● Raw data
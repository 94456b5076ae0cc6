//! Client configuration

use std::time::Duration;
use url::Url;

use crate::error::ChatError;

pub const DEFAULT_API_URL: &str = "http://localhost:8000";

/// Chat client configuration
#[derive(Debug, Clone)]
pub struct ClientConfig {
    /// Base URL of the REST API
    pub api_base_url: Url,
    /// Base URL for WebSocket connections. Derived from the API URL when unset.
    pub ws_base_url: Option<Url>,
    /// HTTP client timeout in seconds
    pub timeout_secs: u64,
    /// User agent string
    pub user_agent: String,
    /// How long a pending message may wait for its server echo before the
    /// echo is treated as a separate message
    pub echo_window_secs: u64,
}

impl Default for ClientConfig {
    #[allow(clippy::unwrap_used)]
    fn default() -> Self {
        Self {
            api_base_url: Url::parse(DEFAULT_API_URL).unwrap(),
            ws_base_url: None,
            timeout_secs: 30,
            user_agent: concat!("classchat/", env!("CARGO_PKG_VERSION")).to_string(),
            echo_window_secs: 30,
        }
    }
}

impl ClientConfig {
    pub fn new(api_base_url: Url) -> Self {
        Self { api_base_url, ..Self::default() }
    }

    pub fn timeout(&self) -> Duration {
        Duration::from_secs(self.timeout_secs)
    }

    pub fn echo_window(&self) -> Duration {
        Duration::from_secs(self.echo_window_secs)
    }

    /// WebSocket base URL: the configured one, or the API URL with its
    /// scheme switched to `ws`/`wss`.
    pub fn websocket_base(&self) -> Result<Url, ChatError> {
        if let Some(url) = &self.ws_base_url {
            return Ok(url.clone());
        }

        let scheme = match self.api_base_url.scheme() {
            "https" => "wss",
            _ => "ws",
        };

        let mut url = self.api_base_url.clone();
        url.set_scheme(scheme)
            .map_err(|_| ChatError::Config(format!("cannot derive websocket URL from {}", self.api_base_url)))?;
        Ok(url)
    }
}

/// Joins `path` onto `base` while keeping any path prefix `base` already has.
pub(crate) fn join_path(base: &Url, path: &str) -> Result<Url, ChatError> {
    let mut base = base.clone();
    if !base.path().ends_with('/') {
        let with_slash = format!("{}/", base.path());
        base.set_path(&with_slash);
    }
    Ok(base.join(path.trim_start_matches('/'))?)
}
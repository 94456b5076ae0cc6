use serde::{Deserialize, Serialize};
use std::fmt;
use std::str::FromStr;

/// Chat role of the current user.
#[derive(Debug, Clone, Copy, PartialEq, Eq, Hash, Serialize, Deserialize)]
#[serde(rename_all = "lowercase")]
pub enum Role {
    /// Student, limited to live rooms
    #[serde(alias = "student")]
    Participant,
    /// Instructor or admin, sees every room
    #[serde(alias = "instructor", alias = "admin")]
    Broadcaster,
}

/// The signed-in user as reported by the session provider.
#[derive(Debug, Clone, Copy, PartialEq, Eq, Serialize, Deserialize)]
pub struct UserIdentity {
    pub id: i64,
    pub role: Role,
}

impl UserIdentity {
    pub fn new(id: i64, role: Role) -> Self {
        Self { id, role }
    }
}

impl fmt::Display for Role {
    fn fmt(&self, f: &mut fmt::Formatter<'_>) -> fmt::Result {
        match self {
            Role::Participant => write!(f, "participant"),
            Role::Broadcaster => write!(f, "broadcaster"),
        }
    }
}

impl FromStr for Role {
    type Err = String;

    fn from_str(s: &str) -> Result<Self, Self::Err> {
        match s.to_ascii_lowercase().as_str() {
            "participant" | "student" => Ok(Role::Participant),
            "broadcaster" | "instructor" | "admin" => Ok(Role::Broadcaster),
            other => Err(format!("unknown role: {other}")),
        }
    }
}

● Work order
Write out the material above exactly, leaving out no line.

● Task solution
repository 94456b5076ae0cc6
//! Client configuration

use std::time::Duration;
use url::Url;

use crate::error::ChatError;

pub const DEFAULT_API_URL: &str = "http://localhost:8000";

/// Chat client configuration
#[derive(Debug, Clone)]
pub struct ClientConfig {
    /// Base URL of the REST API
    pub api_base_url: Url,
    /// Base URL for WebSocket connections. Derived from the API URL when unset.
    pub ws_base_url: Option<Url>,
    /// HTTP client timeout in seconds
    pub timeout_secs: u64,
    /// User agent string
    pub user_agent: String,
    /// How long a pending message may wait for its server echo before the
    /// echo is treated as a separate message
    pub echo_window_secs: u64,
}

impl Default for ClientConfig {
    #[allow(clippy::unwrap_used)]
    fn default() -> Self {
        Self {
            api_base_url: Url::parse(DEFAULT_API_URL).unwrap(),
            ws_base_url: None,
            timeout_secs: 30,
            user_agent: concat!("classchat/", env!("CARGO_PKG_VERSION")).to_string(),
            echo_window_secs: 30,
        }
    }
}

impl ClientConfig {
    pub fn new(api_base_url: Url) -> Self {
        Self { api_base_url, ..Self::default() }
    }

    pub fn timeout(&self) -> Duration {
        Duration::from_secs(self.timeout_secs)
    }

    pub fn echo_window(&self) -> Duration {
        Duration::from_secs(self.echo_window_secs)
    }

    /// WebSocket base URL: the configured one, or the API URL with its
    /// scheme switched to `ws`/`wss`.
    pub fn websocket_base(&self) -> Result<Url, ChatError> {
        if let Some(url) = &self.ws_base_url {
            return Ok(url.clone());
        }

        let scheme = match self.api_base_url.scheme() {
            "https" => "wss",
            _ => "ws",
        };

        let mut url = self.api_base_url.clone();
        url.set_scheme(scheme)
            .map_err(|_| ChatError::Config(format!("cannot derive websocket URL from {}", self.api_base_url)))?;
        Ok(url)
    }
}

/// Joins `path` onto `base` while keeping any path prefix `base` already has.
pub(crate) fn join_path(base: &Url, path: &str) -> Result<Url, ChatError> {
    let mut base = base.clone();
    if !base.path().ends_with('/') {
        let with_slash = format!("{}/", base.path());
        base.set_path(&with_slash);
    }
    Ok(base.join(path.trim_start_matches('/'))?)
}
repository 94456b5076ae0cc6
use serde::{Deserialize, Serialize};
use std::fmt;
use std::str::FromStr;

/// Chat role of the current user.
#[derive(Debug, Clone, Copy, PartialEq, Eq, Hash, Serialize, Deserialize)]
#[serde(rename_all = "lowercase")]
pub enum Role {
    /// Student, limited to live rooms
    #[serde(alias = "student")]
    Participant,
    /// Instructor or admin, sees every room
    #[serde(alias = "instructor", alias = "admin")]
    Broadcaster,
}

/// The signed-in user as reported by the session provider.
#[derive(Debug, Clone, Copy, PartialEq, Eq, Serialize, Deserialize)]
pub struct UserIdentity {
    pub id: i64,
    pub role: Role,
}

impl UserIdentity {
    pub fn new(id: i64, role: Role) -> Self {
        Self { id, role }
    }
}

impl fmt::Display for Role {
    fn fmt(&self, f: &mut fmt::Formatter<'_>) -> fmt::Result {
        match self {
            Role::Participant => write!(f, "participant"),
            Role::Broadcaster => write!(f, "broadcaster"),
        }
    }
}

impl FromStr for Role {
    type Err = String;

    fn from_str(s: &str) -> Result<Self, Self::Err> {
        match s.to_ascii_lowercase().as_str() {
            "participant" | "student" => Ok(Role::Participant),
            "broadcaster" | "instructor" | "admin" => Ok(Role::Broadcaster),
            other => Err(format!("unknown role: {other}")),
        }
    }
}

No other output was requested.